Dos and don’ts to make your African safari memorable

A safari could be one of the most rewarding and old-fashioned ways to explore the African wilderness. However, the safari can turn rather sour if you don’t follow a few basic do’s and don’ts.



1. Arrive a day early

Whether you are flying in from another time zone or a country with a different climate, you would need at least one day to acclimatize. The night before the safari, retire early to wake up refreshed the next day.

2. Wear the proper clothing

The proper safari gear comprises of comfortable shoes, summer clothing made of cotton, a hat and a light raincoat. You may carry a stole or shawl for the evenings.

3. Be punctual

Arriving late for game drives will piss the entire party off. A temperamental driver or guide may even leave you behind if you’re running really late.

4. Take anti-malaria medication

Anti-malaria medication would need to be a big part of your safari experience. Missing a single dose could leave you vulnerable to the disease.

5. Tip appropriately

The average tipping norm in Africa is 10 percent of the bill for food and drinks and guides and drivers should be tipped around $5-10 for each day of the stay.


1. Fall for premium currency exchange offers

A lot of safari lodges are surrounded by conmen that claim that they can get you forex at up to 50% premium. Beware of such offers and only get your forex via an accredited exchange bureau.

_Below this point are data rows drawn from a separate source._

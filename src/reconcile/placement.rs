//! Copying a staged file into the final directory

use crate::error::ReconcileError;
use crate::{Error, Result};
use std::path::{Path, PathBuf};

use super::matching::non_empty_file;

/// How a placement attempt ended
#[derive(Debug, Clone, PartialEq, Eq)]
pub enum Placement {
    /// Bytes were copied to the destination
    Copied(PathBuf),
    /// A non-empty file was already at the destination and was left untouched
    AlreadyPresent(PathBuf),
}

impl Placement {
    /// Destination path
    pub fn path(&self) -> &Path {
        match self {
            Placement::Copied(path) | Placement::AlreadyPresent(path) => path,
        }
    }
}

fn copy_failed(source: &Path, dest: &Path, reason: impl ToString) -> Error {
    Error::Reconcile(ReconcileError::CopyFailed {
        source_path: source.to_path_buf(),
        dest_path: dest.to_path_buf(),
        reason: reason.to_string(),
    })
}

/// Copy `source` to `dest` without ever exposing a partial file at `dest`
///
/// The bytes land in a hidden sibling first; the size is checked against the
/// source and the sibling is renamed over `dest`. An existing non-empty `dest`
/// is never overwritten.
pub async fn place_file(source: &Path, dest: &Path) -> Result<Placement> {
    if non_empty_file(dest).is_some() {
        return Ok(Placement::AlreadyPresent(dest.to_path_buf()));
    }

    let parent = dest
        .parent()
        .ok_or_else(|| copy_failed(source, dest, "destination has no parent directory"))?;
    tokio::fs::create_dir_all(parent)
        .await
        .map_err(|e| copy_failed(source, dest, e))?;

    let expected = tokio::fs::metadata(source)
        .await
        .map_err(|e| copy_failed(source, dest, e))?
        .len();

    let temp = parent.join(format!(
        ".mediaq-{}.partial",
        uuid::Uuid::new_v4().simple()
    ));
    let result = async {
        tokio::fs::copy(source, &temp)
            .await
            .map_err(|e| copy_failed(source, dest, e))?;

        let actual = tokio::fs::metadata(&temp)
            .await
            .map_err(|e| copy_failed(source, dest, e))?
            .len();
        if actual != expected {
            return Err(Error::Reconcile(ReconcileError::SizeMismatch {
                dest_path: dest.to_path_buf(),
                expected,
                actual,
            }));
        }

        tokio::fs::rename(&temp, dest)
            .await
            .map_err(|e| copy_failed(source, dest, e))?;
        Ok::<(), Error>(())
    }
    .await;

    if let Err(e) = result {
        let _ = tokio::fs::remove_file(&temp).await;
        return Err(e);
    }

    Ok(Placement::Copied(dest.to_path_buf()))
}

#[allow(clippy::unwrap_used, clippy::expect_used)]
#[cfg(test)]
mod tests {
    use super::*;

    #[tokio::test]
    async fn test_copies_into_new_directory() {
        let dir = tempfile::tempdir().unwrap();
        let source = dir.path().join("staged.mp4");
        std::fs::write(&source, b"video bytes").unwrap();
        let dest = dir.path().join("final/sub/Song.mp4");

        let placed = place_file(&source, &dest).await.unwrap();

        assert_eq!(placed, Placement::Copied(dest.clone()));
        assert_eq!(std::fs::read(&dest).unwrap(), b"video bytes");
        assert!(source.exists(), "placement never removes the source");
        let leftovers: Vec<_> = std::fs::read_dir(dest.parent().unwrap())
            .unwrap()
            .filter_map(|entry| entry.ok())
            .filter(|entry| entry.file_name().to_string_lossy().starts_with(".mediaq-"))
            .collect();
        assert!(leftovers.is_empty());
    }

    #[tokio::test]
    async fn test_existing_destination_is_not_overwritten() {
        let dir = tempfile::tempdir().unwrap();
        let source = dir.path().join("staged.mp4");
        let dest = dir.path().join("Song.mp4");
        std::fs::write(&source, b"new").unwrap();
        std::fs::write(&dest, b"original").unwrap();

        let placed = place_file(&source, &dest).await.unwrap();

        assert_eq!(placed, Placement::AlreadyPresent(dest.clone()));
        assert_eq!(std::fs::read(&dest).unwrap(), b"original");
    }

    #[tokio::test]
    async fn test_empty_destination_is_replaced() {
        let dir = tempfile::tempdir().unwrap();
        let source = dir.path().join("staged.mp4");
        let dest = dir.path().join("Song.mp4");
        std::fs::write(&source, b"new").unwrap();
        std::fs::write(&dest, b"").unwrap();

        let placed = place_file(&source, &dest).await.unwrap();
        assert!(matches!(placed, Placement::Copied(_)));
        assert_eq!(std::fs::read(&dest).unwrap(), b"new");
    }

    #[tokio::test]
    async fn test_missing_source_is_copy_failure() {
        let dir = tempfile::tempdir().unwrap();
        let err = place_file(&dir.path().join("gone.mp4"), &dir.path().join("x.mp4"))
            .await
            .unwrap_err();
        assert!(matches!(
            err,
            Error::Reconcile(ReconcileError::CopyFailed { .. })
        ));
    }
}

2. Rely entirely on local pharmacy/hospitals

Most large towns throughout Africa have a fairly reliable network of pharmacies and hospitals. But if you have a special prescription, you should have it refilled before embarking on the safari. Also carry a few generic medicines with you just in case.

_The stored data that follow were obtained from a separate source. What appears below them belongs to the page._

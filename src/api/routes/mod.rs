//! Route handlers for the REST API
//!
//! Handlers are organized by domain:
//! - [`downloads`] - Immediate submission, scheduled processing, retry reset
//! - [`schedule`] - Deferred request list
//! - [`jobs`] - Job records by status
//! - [`system`] - Health, OpenAPI

use crate::types::RequestRecord;
use crate::utils::{is_safe_relative, sanitize_savedir};
use crate::{Error, Result};
use serde::{Deserialize, Serialize};

mod downloads;
mod jobs;
mod schedule;
mod system;

// Re-export all handlers so `routes::function_name` works
pub use downloads::*;
pub use jobs::*;
pub use schedule::*;
pub use system::*;

// ============================================================================
// Query/Request Types (shared across handlers)
// ============================================================================

/// Request body for POST /download and POST /schedule
#[derive(Debug, Deserialize, Serialize, utoipa::ToSchema)]
pub struct DownloadRequest {
    /// URL to download; must be a non-empty string
    #[serde(default)]
    pub url: Option<String>,
    /// Downloader options as one whitespace-separated string
    #[serde(default)]
    #[schema(example = "-f bestaudio -x")]
    pub options: Option<String>,
    /// Save directory below the staging and final roots
    #[serde(default)]
    pub savedir: Option<String>,
}

impl DownloadRequest {
    /// Validate and normalize into a stored request
    ///
    /// Options are split on whitespace; the save directory is sanitized into a
    /// single safe path segment.
    pub fn into_record(self) -> Result<RequestRecord> {
        let url = self
            .url
            .filter(|url| !url.trim().is_empty())
            .ok_or_else(|| Error::InvalidRequest("url must be a non-empty string".to_string()))?;

        let options = self
            .options
            .map(|raw| raw.split_whitespace().map(str::to_string).collect())
            .unwrap_or_default();

        let savedir = match self.savedir.map(|raw| sanitize_savedir(&raw)) {
            Some(dir) if !is_safe_relative(&dir) => {
                return Err(Error::InvalidRequest(format!("unsafe savedir {dir:?}")));
            }
            other => other,
        };

        Ok(RequestRecord {
            url,
            options,
            savedir,
        })
    }
}

/// Request body for POST /download/scheduled
#[derive(Debug, Default, Deserialize, Serialize, utoipa::ToSchema)]
pub struct ProcessScheduledRequest {
    /// How many stored requests to process: a number, or "all" (default)
    #[serde(default)]
    #[schema(value_type = Option<String>, example = "all")]
    pub count: Option<serde_json::Value>,
}

impl ProcessScheduledRequest {
    /// Resolve the limit; `None` means every stored request
    ///
    /// Numbers below one are raised to one. Numeric strings are accepted.
    pub fn limit(&self) -> Result<Option<u64>> {
        let invalid = || Error::InvalidRequest("Invalid count parameter.".to_string());

        let requested = match &self.count {
            None | Some(serde_json::Value::Null) => return Ok(None),
            Some(serde_json::Value::String(s)) if s == "all" => return Ok(None),
            Some(serde_json::Value::String(s)) => s.trim().parse::<i64>().map_err(|_| invalid())?,
            Some(serde_json::Value::Number(n)) => n
                .as_i64()
                .or_else(|| n.as_f64().map(|f| f.trunc() as i64))
                .ok_or_else(invalid)?,
            Some(_) => return Err(invalid()),
        };

        Ok(Some(requested.max(1) as u64))
    }
}

/// Plain acknowledgement
#[derive(Debug, Deserialize, Serialize, utoipa::ToSchema)]
pub struct MessageResponse {
    /// Human-readable result
    pub message: String,
}

impl MessageResponse {
    /// Acknowledge with `message`
    pub fn new(message: impl Into<String>) -> Self {
        Self {
            message: message.into(),
        }
    }
}

/// Acknowledgement carrying how many items were affected
#[derive(Debug, Deserialize, Serialize, utoipa::ToSchema)]
pub struct CountResponse {
    /// Human-readable result
    pub message: String,
    /// Number of requests processed or records reset
    pub count: u64,
}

3. Leave your documents and valuables at the hotel

You should always carry your important documents with you when on a safari. Also keep a copy of the documents in your luggage as backup should your originals be lost.

4. Take photos of prohibited buildings

Just because you’re in Africa for a safari doesn’t mean that you are allowed to take pictures of government and military areas and buildings.

5. Approach or provoke animals

You’re on a safari not on a zoo trip. You’re in the jungle and if you provoke or approach wild animals, they may get rather aggressive.